Required action:
Calculate how many lines in the following records hold the word "SqliteJournalMode", and report that number without comment.

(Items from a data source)
use sqlx::sqlite::{
    SqliteConnectOptions, SqliteJournalMode, SqlitePool, SqlitePoolOptions, SqliteSynchronous,
};
use sqlx::Row;
use std::str::FromStr;
use std::time::Duration;

use crate::domain::error::{AppError, Result};

const SCHEMA: &str = include_str!("../../../resources/schema.sql");

const SCHEMA_VERSION: i32 = 1;

/// Connect to the vault database, apply the schema additively and stamp
/// the schema version. Safe to call against an existing database.
pub async fn init_vault_db(database_url: &str) -> Result<SqlitePool> {
    let pool = connect_pool(database_url).await?;

    // Fail fast if the database was written by a newer build.
    let current_version = read_user_version(&pool).await?;
    if current_version > SCHEMA_VERSION {
        return Err(AppError::DatabaseError(format!(
            "database schema too new: user_version={} > supported_version={}",
            current_version, SCHEMA_VERSION
        )));
    }

    apply_schema(&pool).await?;
    set_user_version(&pool, SCHEMA_VERSION).await?;

    sqlx::query("SELECT 1")
        .execute(&pool)
        .await
        .map_err(|e| AppError::DatabaseError(format!("database health check failed: {}", e)))?;

    Ok(pool)
}

async fn connect_pool(database_url: &str) -> Result<SqlitePool> {
    let options = SqliteConnectOptions::from_str(database_url)
        .map_err(|e| AppError::DatabaseError(format!("Failed to parse database URL: {}", e)))?
        .create_if_missing(true)
        .foreign_keys(true)
        .journal_mode(SqliteJournalMode::Wal)
        .synchronous(SqliteSynchronous::Normal)
        .busy_timeout(Duration::from_secs(5));

    // In-memory databases exist per connection; a second connection would
    // see an empty schema.
    let max_connections = if database_url.contains(":memory:") { 1 } else { 4 };

    SqlitePoolOptions::new()
        .max_connections(max_connections)
        .acquire_timeout(Duration::from_secs(5))
        .connect_with(options)
        .await
        .map_err(|e| AppError::DatabaseError(format!("Failed to connect to database: {}", e)))
}

async fn apply_schema(pool: &SqlitePool) -> Result<()> {
    for statement in SCHEMA.split(';') {
        let statement = statement.trim();
        if statement.is_empty() {
            continue;
        }
        sqlx::query(statement)
            .execute(pool)
            .await
            .map_err(|e| AppError::DatabaseError(format!("Failed to apply schema: {}", e)))?;
    }
    Ok(())
}

async fn read_user_version(pool: &SqlitePool) -> Result<i32> {
    let row = sqlx::query("PRAGMA user_version")
        .fetch_one(pool)
        .await
        .map_err(|e| AppError::DatabaseError(format!("Failed to read user_version: {}", e)))?;
    Ok(row.get::<i32, _>(0))
}

async fn set_user_version(pool: &SqlitePool, version: i32) -> Result<()> {
    sqlx::query(&format!("PRAGMA user_version = {}", version))
        .execute(pool)
        .await
        .map_err(|e| AppError::DatabaseError(format!("Failed to set user_version: {}", e)))?;
    Ok(())
}
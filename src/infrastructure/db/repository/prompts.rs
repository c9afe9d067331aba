use chrono::Utc;
use uuid::Uuid;

use crate::domain::error::{AppError, Result};
use crate::domain::prompt::Prompt;
use crate::domain::tag::Tag;
use crate::infrastructure::db::filter::OrFilter;

use super::entities::{PromptEntity, TagLinkEntity};
use super::VaultRepository;

const PROMPT_COLUMNS: &str =
    "id, user_id, title, content, description, is_public, is_favorite, created_at, updated_at";

/// Columns the list filter may reference.
const SEARCHABLE_COLUMNS: &[&str] = &["title", "content"];

impl VaultRepository {
    pub async fn create_prompt(
        &self,
        owner_id: &str,
        title: &str,
        content: &str,
        description: Option<&str>,
        is_public: bool,
    ) -> Result<Prompt> {
        let id = Uuid::new_v4().to_string();
        let now = Utc::now().to_rfc3339();

        let entity = sqlx::query_as::<_, PromptEntity>(&format!(
            "INSERT INTO prompts (id, user_id, title, content, description, is_public, is_favorite, created_at, updated_at)
             VALUES (?, ?, ?, ?, ?, ?, 0, ?, ?) RETURNING {}",
            PROMPT_COLUMNS
        ))
        .bind(&id)
        .bind(owner_id)
        .bind(title)
        .bind(content)
        .bind(description)
        .bind(is_public)
        .bind(&now)
        .bind(&now)
        .fetch_one(&self.pool)
        .await
        .map_err(|e| AppError::DatabaseError(format!("Failed to create prompt: {}", e)))?;

        Ok(entity.into())
    }

    pub async fn get_prompt(&self, id: &str) -> Result<Option<Prompt>> {
        let entity = sqlx::query_as::<_, PromptEntity>(&format!(
            "SELECT {} FROM prompts WHERE id = ?",
            PROMPT_COLUMNS
        ))
        .bind(id)
        .fetch_optional(&self.pool)
        .await
        .map_err(|e| AppError::DatabaseError(format!("Failed to fetch prompt: {}", e)))?;

        Ok(entity.map(Into::into))
    }

    /// List an owner's prompts, newest-updated first, optionally narrowed
    /// by an OR/ilike filter expression (see `db::filter`).
    pub async fn list_prompts(
        &self,
        owner_id: &str,
        filter_expr: Option<&str>,
    ) -> Result<Vec<Prompt>> {
        let mut sql = format!("SELECT {} FROM prompts WHERE user_id = ?", PROMPT_COLUMNS);
        let mut binds: Vec<String> = Vec::new();

        if let Some(expr) = filter_expr {
            let (condition, patterns) = OrFilter::parse(expr)?.to_sql(SEARCHABLE_COLUMNS)?;
            sql.push_str(" AND ");
            sql.push_str(&condition);
            binds = patterns;
        }
        sql.push_str(" ORDER BY updated_at DESC");

        let mut query = sqlx::query_as::<_, PromptEntity>(&sql).bind(owner_id);
        for pattern in &binds {
            query = query.bind(pattern);
        }

        let entities = query
            .fetch_all(&self.pool)
            .await
            .map_err(|e| AppError::DatabaseError(format!("Failed to list prompts: {}", e)))?;

        Ok(entities.into_iter().map(Into::into).collect())
    }

    pub async fn update_prompt(
        &self,
        id: &str,
        title: &str,
        content: &str,
        description: Option<&str>,
        is_public: bool,
    ) -> Result<Prompt> {
        let now = Utc::now().to_rfc3339();

        let entity = sqlx::query_as::<_, PromptEntity>(&format!(
            "UPDATE prompts SET title = ?, content = ?, description = ?, is_public = ?, updated_at = ?
             WHERE id = ? RETURNING {}",
            PROMPT_COLUMNS
        ))
        .bind(title)
        .bind(content)
        .bind(description)
        .bind(is_public)
        .bind(&now)
        .bind(id)
        .fetch_one(&self.pool)
        .await
        .map_err(|e| AppError::DatabaseError(format!("Failed to update prompt: {}", e)))?;

        Ok(entity.into())
    }

    pub async fn delete_prompt(&self, id: &str) -> Result<u64> {
        let result = sqlx::query("DELETE FROM prompts WHERE id = ?")
            .bind(id)
            .execute(&self.pool)
            .await
            .map_err(|e| AppError::DatabaseError(format!("Failed to delete prompt: {}", e)))?;

        Ok(result.rows_affected())
    }

    pub async fn set_favorite(&self, id: &str, is_favorite: bool) -> Result<Prompt> {
        let entity = sqlx::query_as::<_, PromptEntity>(&format!(
            "UPDATE prompts SET is_favorite = ? WHERE id = ? RETURNING {}",
            PROMPT_COLUMNS
        ))
        .bind(is_favorite)
        .bind(id)
        .fetch_one(&self.pool)
        .await
        .map_err(|e| AppError::DatabaseError(format!("Failed to update favorite flag: {}", e)))?;

        Ok(entity.into())
    }

    /// Replace the full association set for a prompt. Delete-then-insert
    /// runs in one transaction so readers never observe the intermediate
    /// empty state.
    pub async fn replace_prompt_tags(&self, prompt_id: &str, tag_ids: &[String]) -> Result<()> {
        let mut tx = self
            .pool
            .begin()
            .await
            .map_err(|e| AppError::DatabaseError(format!("Failed to start transaction: {}", e)))?;

        sqlx::query("DELETE FROM prompt_tags WHERE prompt_id = ?")
            .bind(prompt_id)
            .execute(&mut *tx)
            .await
            .map_err(|e| AppError::DatabaseError(format!("Failed to clear prompt tags: {}", e)))?;

        for tag_id in tag_ids {
            sqlx::query("INSERT OR IGNORE INTO prompt_tags (prompt_id, tag_id) VALUES (?, ?)")
                .bind(prompt_id)
                .bind(tag_id)
                .execute(&mut *tx)
                .await
                .map_err(|e| AppError::DatabaseError(format!("Failed to link tag: {}", e)))?;
        }

        tx.commit()
            .await
            .map_err(|e| AppError::DatabaseError(format!("Failed to commit tag links: {}", e)))
    }

    pub async fn tags_for_prompt(&self, prompt_id: &str) -> Result<Vec<Tag>> {
        let entities = sqlx::query_as::<_, super::entities::TagEntity>(
            "SELECT t.id, t.user_id, t.name, t.color, t.created_at
             FROM prompt_tags pt JOIN tags t ON t.id = pt.tag_id
             WHERE pt.prompt_id = ? ORDER BY t.name ASC",
        )
        .bind(prompt_id)
        .fetch_all(&self.pool)
        .await
        .map_err(|e| AppError::DatabaseError(format!("Failed to fetch prompt tags: {}", e)))?;

        Ok(entities.into_iter().map(Into::into).collect())
    }

    /// Tag rows for a batch of prompts in one query, keyed by prompt id.
    pub async fn tags_for_prompts(&self, prompt_ids: &[String]) -> Result<Vec<(String, Tag)>> {
        if prompt_ids.is_empty() {
            return Ok(Vec::new());
        }

        let placeholders = vec!["?"; prompt_ids.len()].join(", ");
        let sql = format!(
            "SELECT pt.prompt_id AS prompt_id, t.id AS tag_id, t.user_id AS tag_user_id,
                    t.name AS tag_name, t.color AS tag_color, t.created_at AS tag_created_at
             FROM prompt_tags pt JOIN tags t ON t.id = pt.tag_id
             WHERE pt.prompt_id IN ({}) ORDER BY t.name ASC",
            placeholders
        );

        let mut query = sqlx::query_as::<_, TagLinkEntity>(&sql);
        for id in prompt_ids {
            query = query.bind(id);
        }

        let rows = query
            .fetch_all(&self.pool)
            .await
            .map_err(|e| AppError::DatabaseError(format!("Failed to fetch prompt tags: {}", e)))?;

        Ok(rows
            .into_iter()
            .map(|row| {
                let prompt_id = row.prompt_id.clone();
                (prompt_id, row.into())
            })
            .collect())
    }
}
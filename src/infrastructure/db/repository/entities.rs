use crate::domain::prompt::Prompt;
use crate::domain::tag::Tag;
use crate::domain::user::User;

fn parse_timestamp(raw: &str) -> chrono::DateTime<chrono::Utc> {
    chrono::DateTime::parse_from_rfc3339(raw)
        .map(|dt| dt.with_timezone(&chrono::Utc))
        .unwrap_or_else(|_| chrono::Utc::now())
}

#[derive(sqlx::FromRow)]
pub(super) struct PromptEntity {
    id: String,
    user_id: String,
    title: String,
    content: String,
    description: Option<String>,
    is_public: bool,
    is_favorite: bool,
    created_at: String,
    updated_at: String,
}

impl From<PromptEntity> for Prompt {
    fn from(entity: PromptEntity) -> Self {
        Self {
            id: entity.id,
            user_id: entity.user_id,
            title: entity.title,
            content: entity.content,
            description: entity.description,
            is_public: entity.is_public,
            is_favorite: entity.is_favorite,
            created_at: parse_timestamp(&entity.created_at),
            updated_at: parse_timestamp(&entity.updated_at),
        }
    }
}

#[derive(sqlx::FromRow)]
pub(super) struct TagEntity {
    id: String,
    user_id: String,
    name: String,
    color: String,
    created_at: String,
}

impl From<TagEntity> for Tag {
    fn from(entity: TagEntity) -> Self {
        Self {
            id: entity.id,
            user_id: entity.user_id,
            name: entity.name,
            color: entity.color,
            created_at: parse_timestamp(&entity.created_at),
        }
    }
}

/// One prompt_tags join row with its tag columns, used when shaping
/// several prompts in a single query.
#[derive(sqlx::FromRow)]
pub(super) struct TagLinkEntity {
    pub(super) prompt_id: String,
    tag_id: String,
    tag_user_id: String,
    tag_name: String,
    tag_color: String,
    tag_created_at: String,
}

impl From<TagLinkEntity> for Tag {
    fn from(entity: TagLinkEntity) -> Self {
        Self {
            id: entity.tag_id,
            user_id: entity.tag_user_id,
            name: entity.tag_name,
            color: entity.tag_color,
            created_at: parse_timestamp(&entity.tag_created_at),
        }
    }
}

#[derive(sqlx::FromRow)]
pub(super) struct UserEntity {
    id: String,
    email: String,
}

impl From<UserEntity> for User {
    fn from(entity: UserEntity) -> Self {
        Self {
            id: entity.id,
            email: entity.email,
        }
    }
}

Reply to the task:
2